Data Logic and Business Logic

The 3-tier or n-tier design has been widely adopted for very good reasons: separation of concerns; divide and conquer...

One doctrine of the 3-tier design is to treat the data tier as data storage and do not implement any business logic inside your database. However, this does not mean that database should not have any logic. On the contrary, any data specific logic should be implemented in the database, not in the business tier.

I recently read an interesting post on using Hibernate Interceptor classes to access the table in the desired schema. The end result of this implementation is to hide the fact that the application is dealing with tables in multiple database schemas so that SQL queries don't have to be littered with 'schemaName.tableName' everywhere. Of course, a simpler solution to this problem is to create a public Synonym in the database.

In my opinion, this 'table routing' logic should be implemented in the database server as it is database design/deployment specific. On the other hand, Hibernate is an ORM framework and logically belongs to the data tier in the 3-tier architecture, so it is not wrong to do it in there, especially if the database server does not support synonyms.

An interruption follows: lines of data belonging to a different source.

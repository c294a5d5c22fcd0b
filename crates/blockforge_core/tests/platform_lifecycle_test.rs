use blockforge_core::{
    host_platform, AdapterCandidate, AdapterLoader, AdapterStatus, Bootstrap, BootstrapError,
    Capability, CandidateSource, CoreConfig, Event, EventBus, EventKind, HostAdapter, HostData,
    HostInfo, HostVariant, HostVersion, MaterialEntry, Phase, Platform, PlatformDescriptor,
    PlatformError, PlatformManager, VersionRange,
};
use parking_lot::Mutex;
use std::sync::Arc;

struct ScriptedHost {
    info: HostInfo,
    worlds_loaded: bool,
}

impl HostData for ScriptedHost {
    fn info(&self) -> HostInfo {
        self.info.clone()
    }

    fn biomes(&self) -> Vec<String> {
        vec!["minecraft:plains".into(), "minecraft:desert".into()]
    }

    fn materials(&self) -> Vec<MaterialEntry> {
        vec![
            MaterialEntry::new("minecraft:stone", true, true),
            MaterialEntry::new("minecraft:oak_log", true, true),
            MaterialEntry::new("minecraft:diamond", false, true),
        ]
    }

    fn entity_types(&self) -> Vec<String> {
        vec!["minecraft:pig".into()]
    }

    fn block_tags(&self) -> Vec<String> {
        vec!["minecraft:logs".into()]
    }

    fn item_tags(&self) -> Vec<String> {
        vec!["minecraft:logs".into()]
    }

    fn worlds_loaded(&self) -> bool {
        self.worlds_loaded
    }
}

struct NamedAdapter(&'static str);

impl HostAdapter for NamedAdapter {
    fn name(&self) -> &str {
        self.0
    }

    fn data_version(&self) -> u32 {
        3337
    }
}

fn loader() -> AdapterLoader {
    let mut loader = AdapterLoader::new();
    loader.add_candidate(AdapterCandidate::new(
        "legacy",
        CandidateSource::BundledArchive,
        VersionRange::new(13, 17),
        |_| Ok(Box::new(NamedAdapter("legacy")) as Box<dyn HostAdapter>),
    ));
    loader.add_candidate(AdapterCandidate::new(
        "modern",
        CandidateSource::BundledArchive,
        VersionRange::new(18, 20),
        |_| Ok(Box::new(NamedAdapter("modern")) as Box<dyn HostAdapter>),
    ));
    loader
}

fn record_all(bus: &EventBus) -> Arc<Mutex<Vec<Event>>> {
    let log = Arc::new(Mutex::new(Vec::new()));
    for kind in [
        EventKind::PlatformsChanged,
        EventKind::PlatformReady,
        EventKind::PlatformUnready,
        EventKind::AdapterLoaded,
        EventKind::AdapterInvalidated,
    ] {
        let log = Arc::clone(&log);
        bus.subscribe(kind, move |event| {
            log.lock().push(event.clone());
            Ok(())
        });
    }
    log
}

fn bootstrap(release: u32, worlds_loaded: bool) -> (Bootstrap, Arc<Mutex<Vec<Event>>>) {
    let config = CoreConfig::default();
    let bus = Arc::new(EventBus::new());
    let log = record_all(&bus);
    let manager = Arc::new(PlatformManager::new(bus));
    let platform = Arc::new(host_platform("paper-host", "7.3.0", &config));
    let host = Arc::new(ScriptedHost {
        info: HostInfo::new(HostVersion::new(1, release, 2), HostVariant::Paper),
        worlds_loaded,
    });
    (
        Bootstrap::new(config, host, platform, manager, loader()),
        log,
    )
}

#[test]
fn full_lifecycle_posts_events_in_order() {
    let (mut bootstrap, log) = bootstrap(19, false);
    bootstrap.on_load().expect("load");
    bootstrap.on_enable().expect("enable");
    bootstrap.on_world_init().expect("world init");
    bootstrap.on_disable();

    let events = log.lock().clone();
    assert_eq!(
        events,
        vec![
            Event::PlatformsChanged,
            Event::PlatformsChanged,
            Event::AdapterLoaded {
                adapter: "modern".to_string()
            },
            Event::PlatformReady {
                platform: "paper-host".to_string()
            },
            Event::PlatformUnready {
                platform: "paper-host".to_string()
            },
            Event::PlatformsChanged,
            Event::AdapterInvalidated,
        ]
    );
}

#[test]
fn ready_session_exposes_adapter_and_registries() {
    let (mut bootstrap, _log) = bootstrap(16, true);
    bootstrap.on_load().expect("load");
    bootstrap.on_enable().expect("enable");
    assert_eq!(bootstrap.phase(), Phase::Ready);

    let adapter = bootstrap.adapter().read().expect("adapter loaded");
    assert_eq!(adapter.name(), "legacy");
    assert_eq!(adapter.range, VersionRange::new(13, 17));

    let registries = bootstrap.registries().read().expect("registries published");
    assert_eq!(registries.blocks.len(), 2);
    assert_eq!(registries.items.len(), 3);
    assert!(registries.block_categories.contains_key("logs"));
    assert!(registries.item_categories.contains_key("minecraft:logs"));
    assert!(registries.biomes.get("desert").is_some());
}

#[test]
fn companion_platform_keeps_world_editing_after_host_leaves() {
    let (mut bootstrap, _log) = bootstrap(19, false);
    let companion = PlatformDescriptor::new("fabric-bridge", 10, [Capability::WorldEditing]);
    bootstrap
        .platforms()
        .register(Arc::new(companion))
        .expect("companion registration");

    bootstrap.on_load().expect("load");
    bootstrap.on_enable().expect("enable");
    bootstrap.on_world_init().expect("world init");

    let table = bootstrap.platforms().capability_table();
    assert_eq!(
        table.get(&Capability::WorldEditing).map(String::as_str),
        Some("fabric-bridge")
    );
    assert_eq!(
        table.get(&Capability::Permissions).map(String::as_str),
        Some("paper-host")
    );

    bootstrap.on_disable();
    let remaining = bootstrap.platforms().capability_table();
    assert_eq!(remaining.len(), 1);
    assert!(bootstrap.platforms().is_registered("fabric-bridge"));
}

#[test]
fn unmatched_host_runs_without_adapter() {
    let (mut bootstrap, log) = bootstrap(25, false);
    bootstrap.on_load().expect("load");
    bootstrap.on_enable().expect("enable");
    bootstrap.on_world_init().expect("world init");

    assert!(bootstrap.adapter().read().is_none());
    assert_eq!(bootstrap.adapter_status(), &AdapterStatus::Unavailable);
    assert!(bootstrap.registries().is_valid());
    assert!(log.lock().contains(&Event::AdapterInvalidated));
}

#[test]
fn failed_load_does_not_unregister_a_foreign_platform() {
    let (mut bootstrap, _log) = bootstrap(19, false);
    let companion = PlatformDescriptor::new("paper-host", 10, [Capability::WorldEditing]);
    bootstrap
        .platforms()
        .register(Arc::new(companion))
        .expect("companion registration");

    let err = bootstrap.on_load().expect_err("name is already taken");
    assert_eq!(
        err,
        BootstrapError::Platform(PlatformError::DuplicateRegistration(
            "paper-host".to_string()
        ))
    );
    bootstrap.on_disable();

    assert_eq!(bootstrap.phase(), Phase::Disabled);
    assert!(bootstrap.platforms().is_registered("paper-host"));
    assert_eq!(
        bootstrap
            .platforms()
            .query_capability(Capability::WorldEditing)
            .map(|platform| platform.priority()),
        Some(10)
    );
}

#[test]
fn missing_adapter_defers_to_companion_serving_world_editing() {
    let (mut bootstrap, log) = bootstrap(25, false);
    let companion = PlatformDescriptor::new("fabric-bridge", 10, [Capability::WorldEditing]);
    bootstrap
        .platforms()
        .register(Arc::new(companion))
        .expect("companion registration");

    bootstrap.on_load().expect("load");
    bootstrap.on_enable().expect("enable despite missing adapter");
    bootstrap.on_world_init().expect("world init");

    assert_eq!(
        bootstrap.adapter_status(),
        &AdapterStatus::HandledBy("fabric-bridge".to_string())
    );
    assert!(bootstrap.adapter().read().is_none());
    assert!(bootstrap.platforms().is_ready("paper-host"));
    assert!(log.lock().contains(&Event::AdapterInvalidated));
}
//! Single-slot lifecycle container.
//!
//! # Responsibility
//! - Hold "the currently active X" (adapter, published registries) as an
//!   explicit value passed by reference instead of process-wide state.
//! - Let any number of readers observe the slot while one writer replaces or
//!   clears it.
//!
//! # Invariants
//! - A reader sees either no value or a fully constructed value.
//! - Transitions replace the whole value; the held value is never mutated.
//! - No operation blocks and no operation fails.

use arc_swap::ArcSwapOption;
use std::fmt::{Debug, Formatter};
use std::sync::Arc;

/// Lifecycle-managed single value.
///
/// Created invalid. `set` makes it valid, `invalidate` makes it invalid again.
pub struct Lifecycled<T> {
    slot: ArcSwapOption<T>,
}

impl<T> Lifecycled<T> {
    /// Creates an invalid container.
    pub fn invalid() -> Self {
        Self {
            slot: ArcSwapOption::empty(),
        }
    }

    /// Creates a container that is already valid.
    pub fn valid(value: T) -> Self {
        let container = Self::invalid();
        container.set(value);
        container
    }

    /// Installs a new value, replacing any previous one.
    pub fn set(&self, value: T) {
        self.slot.store(Some(Arc::new(value)));
    }

    /// Clears the held value.
    ///
    /// Readers that already hold an `Arc` keep their snapshot alive.
    pub fn invalidate(&self) {
        self.slot.store(None);
    }

    /// Returns the current value, if any.
    pub fn read(&self) -> Option<Arc<T>> {
        self.slot.load_full()
    }

    pub fn is_valid(&self) -> bool {
        self.slot.load().is_some()
    }
}

impl<T> Default for Lifecycled<T> {
    fn default() -> Self {
        Self::invalid()
    }
}

impl<T> Debug for Lifecycled<T> {
    fn fmt(&self, f: &mut Formatter<'_>) -> std::fmt::Result {
        f.debug_struct("Lifecycled")
            .field("valid", &self.is_valid())
            .finish()
    }
}
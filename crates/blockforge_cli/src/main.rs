//! CLI smoke entry point.
//!
//! # Responsibility
//! - Verify `blockforge_core` linkage.
//! - Drive one simulated host session through every bootstrap phase and
//!   print the resulting capability routing, adapter and registry contents.
//!
//! Usage: `blockforge_cli [config.json]`

use blockforge_core::{
    host_platform, search_registry_by_id, AdapterCandidate, AdapterLoader, Bootstrap, BootstrapError,
    CandidateSource, CoreConfig, EventBus, HostAdapter, HostData, HostInfo, HostVariant,
    HostVersion, MaterialEntry, PlatformManager, RegistryQuery, VersionRange,
};
use std::process::ExitCode;
use std::sync::Arc;

/// Paper host on release 19 with a handful of vanilla materials.
struct DemoHost;

impl HostData for DemoHost {
    fn info(&self) -> HostInfo {
        HostInfo::new(HostVersion::new(1, 19, 4), HostVariant::Paper)
    }

    fn biomes(&self) -> Vec<String> {
        ["plains", "desert", "custom"]
            .iter()
            .map(|name| format!("minecraft:{name}"))
            .collect()
    }

    fn materials(&self) -> Vec<MaterialEntry> {
        vec![
            MaterialEntry::new("minecraft:stone", true, true),
            MaterialEntry::new("minecraft:oak_log", true, true),
            MaterialEntry::new("minecraft:spruce_log", true, true),
            MaterialEntry::new("minecraft:water", true, false),
            MaterialEntry::new("minecraft:stick", false, true),
        ]
    }

    fn entity_types(&self) -> Vec<String> {
        vec!["minecraft:pig".into(), "minecraft:creeper".into()]
    }

    fn block_tags(&self) -> Vec<String> {
        vec!["minecraft:logs".into()]
    }

    fn item_tags(&self) -> Vec<String> {
        vec!["minecraft:logs".into()]
    }

    fn worlds_loaded(&self) -> bool {
        false
    }
}

struct DemoAdapter {
    name: &'static str,
    data_version: u32,
}

impl HostAdapter for DemoAdapter {
    fn name(&self) -> &str {
        self.name
    }

    fn data_version(&self) -> u32 {
        self.data_version
    }
}

fn demo_loader(config: &CoreConfig) -> AdapterLoader {
    let mut loader = AdapterLoader::from_config(&config.adapters);
    loader.add_from_source(
        CandidateSource::BundledArchive,
        [
            AdapterCandidate::new(
                "adapter_1_13",
                CandidateSource::BundledArchive,
                VersionRange::new(13, 17),
                |_| {
                    Ok(Box::new(DemoAdapter {
                        name: "adapter_1_13",
                        data_version: 1519,
                    }) as Box<dyn HostAdapter>)
                },
            ),
            AdapterCandidate::new(
                "adapter_1_18",
                CandidateSource::BundledArchive,
                VersionRange::new(18, 20),
                |_| {
                    Ok(Box::new(DemoAdapter {
                        name: "adapter_1_18",
                        data_version: 3337,
                    }) as Box<dyn HostAdapter>)
                },
            ),
        ],
    );
    loader
}

fn load_config(path: Option<String>) -> Result<CoreConfig, String> {
    let Some(path) = path else {
        return Ok(CoreConfig::default());
    };
    let raw = std::fs::read_to_string(&path)
        .map_err(|err| format!("failed to read config `{path}`: {err}"))?;
    CoreConfig::from_json_str(&raw).map_err(|err| format!("invalid config `{path}`: {err}"))
}

fn start(bootstrap: &mut Bootstrap) -> Result<(), BootstrapError> {
    bootstrap.on_load()?;
    bootstrap.on_enable()?;
    bootstrap.on_world_init()
}

fn main() -> ExitCode {
    println!("blockforge_core ping={}", blockforge_core::ping());
    println!("blockforge_core version={}", blockforge_core::core_version());

    let config = match load_config(std::env::args().nth(1)) {
        Ok(config) => config,
        Err(message) => {
            eprintln!("{message}");
            return ExitCode::FAILURE;
        }
    };
    if let Err(err) = blockforge_core::init_from_config(&config) {
        eprintln!("logging disabled: {err}");
    }

    let platform = Arc::new(host_platform("paper", blockforge_core::core_version(), &config));
    let platforms = Arc::new(PlatformManager::new(Arc::new(EventBus::new())));
    let loader = demo_loader(&config);
    let page_size = config.search.page_size;
    let mut bootstrap = Bootstrap::new(config, Arc::new(DemoHost), platform, platforms, loader);

    if let Err(err) = start(&mut bootstrap) {
        eprintln!("startup failed: {err}");
        bootstrap.on_disable();
        return ExitCode::FAILURE;
    }

    for (capability, platform) in bootstrap.platforms().capability_table() {
        println!("capability {capability} -> {platform}");
    }
    match bootstrap.adapter().read() {
        Some(loaded) => println!(
            "adapter={} range={} data_version={}",
            loaded.name(),
            loaded.range,
            loaded.adapter.data_version()
        ),
        None => println!("adapter=none status={}", bootstrap.adapter_status()),
    }

    if let Some(registries) = bootstrap.registries().read() {
        println!("registries={}", registries.registry_ids().join(","));
        let page = RegistryQuery::parse("log").and_then(|query| {
            search_registry_by_id(&registries, "block_type", &query, 1, page_size)
        });
        match page {
            Ok(page) => {
                println!("{} (page {}/{})", page.title, page.page, page.total_pages);
                for id in page.items {
                    println!("  {id}");
                }
            }
            Err(err) => eprintln!("search failed: {err}"),
        }
    }

    bootstrap.on_disable();
    ExitCode::SUCCESS
}
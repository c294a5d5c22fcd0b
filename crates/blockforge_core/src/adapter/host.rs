//! Host identity: version and vendor variant.

use once_cell::sync::Lazy;
use regex::Regex;
use std::error::Error;
use std::fmt::{Display, Formatter};

static VERSION_PATTERN: Lazy<Regex> = Lazy::new(|| {
    Regex::new(r"^(\d+)\.(\d+)(?:\.(\d+))?(?:[-+].*)?$").expect("host version pattern is valid")
});

/// Oldest host release line the core can run on.
pub const MIN_SUPPORTED_RELEASE: u32 = 13;

/// Parsed host version, e.g. `1.19.4`.
#[derive(Debug, Clone, Copy, PartialEq, Eq, PartialOrd, Ord, Hash)]
pub struct HostVersion {
    pub major: u32,
    pub minor: u32,
    pub patch: u32,
}

impl HostVersion {
    pub fn new(major: u32, minor: u32, patch: u32) -> Self {
        Self {
            major,
            minor,
            patch,
        }
    }

    /// Parses `major.minor[.patch]` with optional `-build`/`+meta` suffix.
    pub fn parse(value: &str) -> Result<Self, HostVersionError> {
        let trimmed = value.trim();
        let captures = VERSION_PATTERN
            .captures(trimmed)
            .ok_or_else(|| HostVersionError::Malformed(trimmed.to_string()))?;
        let component = |index: usize| -> Result<u32, HostVersionError> {
            match captures.get(index) {
                Some(raw) => raw
                    .as_str()
                    .parse()
                    .map_err(|_| HostVersionError::Malformed(trimmed.to_string())),
                None => Ok(0),
            }
        };
        Ok(Self {
            major: component(1)?,
            minor: component(2)?,
            patch: component(3)?,
        })
    }

    /// Release line used for adapter compatibility (`19` for `1.19.4`).
    pub fn release(&self) -> u32 {
        self.minor
    }
}

impl Display for HostVersion {
    fn fmt(&self, f: &mut Formatter<'_>) -> std::fmt::Result {
        write!(f, "{}.{}.{}", self.major, self.minor, self.patch)
    }
}

/// Host version parse errors.
#[derive(Debug, Clone, PartialEq, Eq)]
pub enum HostVersionError {
    Malformed(String),
}

impl Display for HostVersionError {
    fn fmt(&self, f: &mut Formatter<'_>) -> std::fmt::Result {
        match self {
            Self::Malformed(value) => write!(f, "host version is malformed: `{value}`"),
        }
    }
}

impl Error for HostVersionError {}

/// Vendor flavour of the embedding host.
#[derive(Debug, Clone, PartialEq, Eq, Hash)]
pub enum HostVariant {
    Paper,
    Spigot,
    CraftBukkit,
    Other(String),
}

impl HostVariant {
    pub fn from_name(name: &str) -> Self {
        match name.trim().to_ascii_lowercase().as_str() {
            "paper" => Self::Paper,
            "spigot" => Self::Spigot,
            "craftbukkit" => Self::CraftBukkit,
            _ => Self::Other(name.trim().to_string()),
        }
    }

    pub fn as_str(&self) -> &str {
        match self {
            Self::Paper => "paper",
            Self::Spigot => "spigot",
            Self::CraftBukkit => "craftbukkit",
            Self::Other(name) => name,
        }
    }
}

impl Display for HostVariant {
    fn fmt(&self, f: &mut Formatter<'_>) -> std::fmt::Result {
        f.write_str(self.as_str())
    }
}

/// What the embedding host reports about itself.
#[derive(Debug, Clone, PartialEq, Eq)]
pub struct HostInfo {
    pub version: HostVersion,
    pub variant: HostVariant,
}

impl HostInfo {
    pub fn new(version: HostVersion, variant: HostVariant) -> Self {
        Self { version, variant }
    }

    pub fn is_supported(&self) -> bool {
        self.version.release() >= MIN_SUPPORTED_RELEASE
    }
}
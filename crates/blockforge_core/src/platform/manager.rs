//! Capability-based platform manager.
//!
//! # Responsibility
//! - Own the registration table of every live platform.
//! - Answer "who serves capability X" with the highest-priority claimant.
//! - Announce set changes and readiness transitions on the event bus.
//!
//! # Invariants
//! - Queries share a read lock; register/unregister take the write lock.
//! - Events are posted after the table lock is released.
//! - Priority ties resolve to the earliest registration.
//! - `PlatformUnready` for a ready platform precedes its removal.
//! - A platform being unregistered cannot be announced ready again.

use crate::event::{Event, EventBus};
use crate::platform::capability::{Capability, SideEffect};
use crate::platform::{Platform, PlatformError};
use log::{info, warn};
use parking_lot::RwLock;
use std::collections::{BTreeMap, BTreeSet};
use std::sync::Arc;

struct Registration {
    platform: Arc<dyn Platform>,
    name: String,
    capabilities: BTreeSet<Capability>,
    priority: i32,
}

#[derive(Default)]
struct RegistrationTable {
    /// Registration order.
    entries: Vec<Registration>,
    ready: BTreeSet<String>,
    /// Still registered, but `unregister` is in progress.
    leaving: BTreeSet<String>,
}

impl RegistrationTable {
    fn position(&self, name: &str) -> Option<usize> {
        self.entries.iter().position(|entry| entry.name == name)
    }

    fn best_for(&self, capability: Capability) -> Option<&Registration> {
        let mut best: Option<&Registration> = None;
        for entry in self
            .entries
            .iter()
            .filter(|entry| entry.capabilities.contains(&capability))
        {
            match best {
                Some(current) if current.priority >= entry.priority => {}
                _ => best = Some(entry),
            }
        }
        best
    }
}

/// Registry of platform implementations keyed by identity.
pub struct PlatformManager {
    table: RwLock<RegistrationTable>,
    events: Arc<EventBus>,
}

impl PlatformManager {
    pub fn new(events: Arc<EventBus>) -> Self {
        Self {
            table: RwLock::new(RegistrationTable::default()),
            events,
        }
    }

    pub fn events(&self) -> &Arc<EventBus> {
        &self.events
    }

    /// Adds a platform and posts `PlatformsChanged`.
    ///
    /// Capabilities and priority are captured at registration time.
    ///
    /// # Errors
    /// - `InvalidName` when the platform name is blank.
    /// - `DuplicateRegistration` when the name is already registered.
    pub fn register(&self, platform: Arc<dyn Platform>) -> Result<(), PlatformError> {
        let name = platform.name().trim().to_string();
        if name.is_empty() {
            return Err(PlatformError::InvalidName(platform.name().to_string()));
        }

        {
            let mut table = self.table.write();
            if table.position(&name).is_some() {
                return Err(PlatformError::DuplicateRegistration(name));
            }
            let capabilities = platform.capabilities();
            info!(
                "event=platform_registered module=platform status=ok platform={} version={} priority={} capabilities={}",
                name,
                platform.version(),
                platform.priority(),
                join_capabilities(&capabilities)
            );
            table.entries.push(Registration {
                priority: platform.priority(),
                platform,
                name,
                capabilities,
            });
        }

        self.events.post(&Event::PlatformsChanged);
        Ok(())
    }

    /// Removes a platform. Returns whether it was registered.
    ///
    /// A ready platform is announced unready first, while still registered.
    pub fn unregister(&self, name: &str) -> bool {
        let name = name.trim();
        let (claimed, was_ready) = {
            let mut table = self.table.write();
            if table.position(name).is_some() && table.leaving.insert(name.to_string()) {
                (true, table.ready.remove(name))
            } else {
                (false, false)
            }
        };

        if was_ready {
            info!(
                "event=platform_unready module=platform status=ok platform={}",
                name
            );
            self.events.post(&Event::PlatformUnready {
                platform: name.to_string(),
            });
        }

        let removed = claimed && {
            let mut table = self.table.write();
            table.leaving.remove(name);
            match table.position(name) {
                Some(index) => {
                    table.entries.remove(index);
                    true
                }
                None => false,
            }
        };

        if removed {
            info!(
                "event=platform_unregistered module=platform status=ok platform={}",
                name
            );
            self.events.post(&Event::PlatformsChanged);
        } else {
            warn!(
                "event=platform_unregistered module=platform status=skipped platform={} reason=not_registered",
                name
            );
        }
        removed
    }

    /// Returns the highest-priority platform serving `capability`.
    pub fn query_capability(&self, capability: Capability) -> Option<Arc<dyn Platform>> {
        self.table
            .read()
            .best_for(capability)
            .map(|entry| Arc::clone(&entry.platform))
    }

    /// Like `query_capability`, but with a user-facing error.
    pub fn require(&self, capability: Capability) -> Result<Arc<dyn Platform>, PlatformError> {
        self.query_capability(capability)
            .ok_or(PlatformError::NoCapablePlatform(capability))
    }

    /// Side effects of the platform currently serving world editing.
    pub fn supported_side_effects(&self) -> BTreeSet<SideEffect> {
        self.query_capability(Capability::WorldEditing)
            .map(|platform| platform.supported_side_effects())
            .unwrap_or_default()
    }

    /// Capability -> serving platform name, for every served capability.
    pub fn capability_table(&self) -> BTreeMap<Capability, String> {
        let table = self.table.read();
        Capability::ALL
            .into_iter()
            .filter_map(|capability| {
                table
                    .best_for(capability)
                    .map(|entry| (capability, entry.name.clone()))
            })
            .collect()
    }

    /// Registered platforms in registration order.
    pub fn platforms(&self) -> Vec<Arc<dyn Platform>> {
        self.table
            .read()
            .entries
            .iter()
            .map(|entry| Arc::clone(&entry.platform))
            .collect()
    }

    pub fn len(&self) -> usize {
        self.table.read().entries.len()
    }

    pub fn is_empty(&self) -> bool {
        self.table.read().entries.is_empty()
    }

    pub fn is_registered(&self, name: &str) -> bool {
        self.table.read().position(name.trim()).is_some()
    }

    pub fn is_ready(&self, name: &str) -> bool {
        self.table.read().ready.contains(name.trim())
    }

    /// Marks `name` ready and posts `PlatformReady` on the transition.
    ///
    /// # Errors
    /// - `NotRegistered` when `name` is not in the table.
    pub fn announce_ready(&self, name: &str) -> Result<(), PlatformError> {
        let name = name.trim();
        let changed = {
            let mut table = self.table.write();
            if table.position(name).is_none() || table.leaving.contains(name) {
                return Err(PlatformError::NotRegistered(name.to_string()));
            }
            table.ready.insert(name.to_string())
        };

        if changed {
            info!(
                "event=platform_ready module=platform status=ok platform={}",
                name
            );
            self.events.post(&Event::PlatformReady {
                platform: name.to_string(),
            });
        }
        Ok(())
    }

    /// Clears readiness and posts `PlatformUnready` on the transition.
    ///
    /// Returns whether the platform was ready.
    pub fn announce_unready(&self, name: &str) -> bool {
        let name = name.trim();
        let changed = self.table.write().ready.remove(name);
        if changed {
            info!(
                "event=platform_unready module=platform status=ok platform={}",
                name
            );
            self.events.post(&Event::PlatformUnready {
                platform: name.to_string(),
            });
        }
        changed
    }
}

fn join_capabilities(capabilities: &BTreeSet<Capability>) -> String {
    capabilities
        .iter()
        .map(|capability| capability.as_str())
        .collect::<Vec<_>>()
        .join(",")
}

Another real-life example of data logic is in high volume tables - e.g. in Telco billing applications, there are millions of call event records a day; so it is common practice to partition that call event table. In the earlier days, when database servers did not support table partitioning (e.g. SQL Server 2000), DBAs have been manually segmenting tables (e.g. by creating multiple tables: CallEvent_20080201, and CallEvent_20080202, etc.). Obviously the application should not implement the logic of which table to use when executing a query (e.g. get me all call records for today), but let the database handle it - a common practice is to create database view to consolidate/union the manually partitioned tables. An advantage of implementing it in the database is that when you upgrade or migrate to another database server which supports table partitioning (e.g. SQL Server 2005+, Oracle 8+) your code need not change (OK, if you are using ORM, the mapping file may need some modification).

To make a better design decision, the system designer/architect and the data designer/architect must jointly design the system in a collaborative manner.